Algorithm to achieve k-anonymity by performing local suppression.
localSuppression(obj, k = 2, importance = NULL, combs = NULL, ...)
kAnon(obj, k = 2, importance = NULL, combs = NULL, ...)
a sdcMicroObj-class
-object or a data.frame
threshold for k-anonymity
numeric vector of numbers between 1 and n (n=length of vector keyVars). This vector represents the "importance" of variables that should be used for local suppression in order to obtain k-anonymity. key-variables with importance=1 will - if possible - not suppressed, key-variables with importance=n will be used whenever possible.
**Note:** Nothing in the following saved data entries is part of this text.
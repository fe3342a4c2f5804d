// Copyright 2026 region-nbt developers
// SPDX-License-Identifier: GPL-3.0-or-later

//! NBT encoding to any [`Write`] sink.

use std::io::Write;

use byteorder::{BigEndian, WriteBytesExt};

use crate::error::NbtError;
use crate::nbt::mutf8::encode_mutf8;
use crate::nbt::{NamedTag, NbtString, NbtTag};

fn seq_len(len: usize, what: &'static str) -> Result<i32, NbtError> {
    i32::try_from(len).map_err(|_| NbtError::ValueOutOfRange(what))
}

/// Writes a length-prefixed string payload from its raw bytes.
pub fn write_string<W: Write>(writer: &mut W, s: &NbtString) -> Result<(), NbtError> {
    let len =
        u16::try_from(s.as_bytes().len()).map_err(|_| NbtError::ValueOutOfRange("string length"))?;
    writer.write_u16::<BigEndian>(len)?;
    writer.write_all(s.as_bytes())?;
    Ok(())
}

fn write_name<W: Write>(writer: &mut W, name: &str) -> Result<(), NbtError> {
    let bytes = encode_mutf8(name);
    let len = u16::try_from(bytes.len()).map_err(|_| NbtError::ValueOutOfRange("name length"))?;
    writer.write_u16::<BigEndian>(len)?;
    writer.write_all(&bytes)?;
    Ok(())
}

/// Writes the payload of an NBT tag.
///
/// This does not include the type id or the name of the tag.
pub fn write_payload<W: Write>(writer: &mut W, tag: &NbtTag) -> Result<(), NbtError> {
    match tag {
        NbtTag::Byte(v) => writer.write_i8(*v)?,
        NbtTag::Short(v) => writer.write_i16::<BigEndian>(*v)?,
        NbtTag::Int(v) => writer.write_i32::<BigEndian>(*v)?,
        NbtTag::Long(v) => writer.write_i64::<BigEndian>(*v)?,
        NbtTag::Float(v) => writer.write_f32::<BigEndian>(*v)?,
        NbtTag::Double(v) => writer.write_f64::<BigEndian>(*v)?,
        NbtTag::ByteArray(v) => {
            writer.write_i32::<BigEndian>(seq_len(v.len(), "byte array length")?)?;
            writer.write_all(v)?;
        }
        NbtTag::String(v) => write_string(writer, v)?,
        NbtTag::List(v) => {
            if v.is_empty() {
                // Empty lists always serialize as element type End.
                writer.write_u8(0)?;
                writer.write_i32::<BigEndian>(0)?;
            } else {
                let element_type = v[0].tag_id();
                if v.iter().any(|element| element.tag_id() != element_type) {
                    return Err(NbtError::MixedList);
                }
                writer.write_u8(element_type)?;
                writer.write_i32::<BigEndian>(seq_len(v.len(), "list length")?)?;
                for element in v {
                    write_payload(writer, element)?;
                }
            }
        }
        NbtTag::Compound(v) => {
            for (name, entry) in v {
                writer.write_u8(entry.tag_id())?;
                write_name(writer, name)?;
                write_payload(writer, entry)?;
            }
            writer.write_u8(0)?;
        }
        NbtTag::IntArray(v) => {
            writer.write_i32::<BigEndian>(seq_len(v.len(), "int array length")?)?;
            for &i in v {
                writer.write_i32::<BigEndian>(i)?;
            }
        }
        NbtTag::LongArray(v) => {
            writer.write_i32::<BigEndian>(seq_len(v.len(), "long array length")?)?;
            for &i in v {
                writer.write_i64::<BigEndian>(i)?;
            }
        }
    }
    Ok(())
}

/// Writes a complete NBT document (type id + name + payload).
///
/// The root must be a Compound; anything else is rejected before a byte is
/// written.
pub fn write_root<W: Write>(writer: &mut W, root: &NamedTag) -> Result<(), NbtError> {
    if !matches!(root.tag, NbtTag::Compound(_)) {
        return Err(NbtError::InvalidRoot(root.tag.tag_id()));
    }
    writer.write_u8(10)?;
    write_name(writer, &root.name)?;
    write_payload(writer, &root.tag)
}

#[cfg(test)]
mod tests {
    use super::*;
    use crate::nbt::parse::parse_root;
    use indexmap::IndexMap;

    #[test]
    fn write_string_payload() {
        let mut buf = Vec::new();
        write_string(&mut buf, &NbtString::from("hi!")).unwrap();
        assert_eq!(buf, vec![0, 3, b'h', b'i', b'!']);
    }

    #[test]
    fn round_trip_compound() {
        let mut map = IndexMap::new();
        map.insert("byte".to_string(), NbtTag::Byte(42));
        map.insert("string".to_string(), NbtTag::String(NbtString::from("val")));
        let root = NamedTag::new("root", NbtTag::Compound(map));

        let buf = root.to_bytes().unwrap();
        let mut input = &buf[..];
        let decoded = parse_root(&mut input).unwrap();

        assert_eq!(decoded, root);
        assert!(input.is_empty());
    }

    #[test]
    fn non_compound_root_is_rejected() {
        let root = NamedTag::new("n", NbtTag::Int(7));
        assert!(matches!(root.to_bytes(), Err(NbtError::InvalidRoot(3))));
    }

    #[test]
    fn mixed_list_is_rejected() {
        let mut map = IndexMap::new();
        map.insert(
            "l".to_string(),
            NbtTag::List(vec![NbtTag::Byte(1), NbtTag::Int(2)]),
        );
        let root = NamedTag::new("", NbtTag::Compound(map));
        assert!(matches!(root.to_bytes(), Err(NbtError::MixedList)));
    }

    #[test]
    fn oversized_string_is_rejected() {
        let mut map = IndexMap::new();
        map.insert(
            "s".to_string(),
            NbtTag::String(NbtString::from_mutf8(vec![b'a'; 70_000])),
        );
        let root = NamedTag::new("", NbtTag::Compound(map));
        assert!(matches!(
            root.to_bytes(),
            Err(NbtError::ValueOutOfRange("string length"))
        ));
    }
}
numeric vector. if specified, the algorithm will provide k-anonymity for each combination of n key variables (with n being the value of the ith element of this parameter. For example, if combs=c(4,3), the algorithm will provide k-anonymity to all combinations of 4 key variables and then k-anonymity to all combinations of 3 key variables. It is possible to apply different k to these subsets by specifying k as a vector. If k has only one element, the same value of k will be used for all subgroups.
see arguments below
names (or indices) of categorical key variables (for data-frame method)
name (or index) of variable which is used for stratification purposes, used in the data.frame method. This means that k-anonymity is provided within each category of the specified variable.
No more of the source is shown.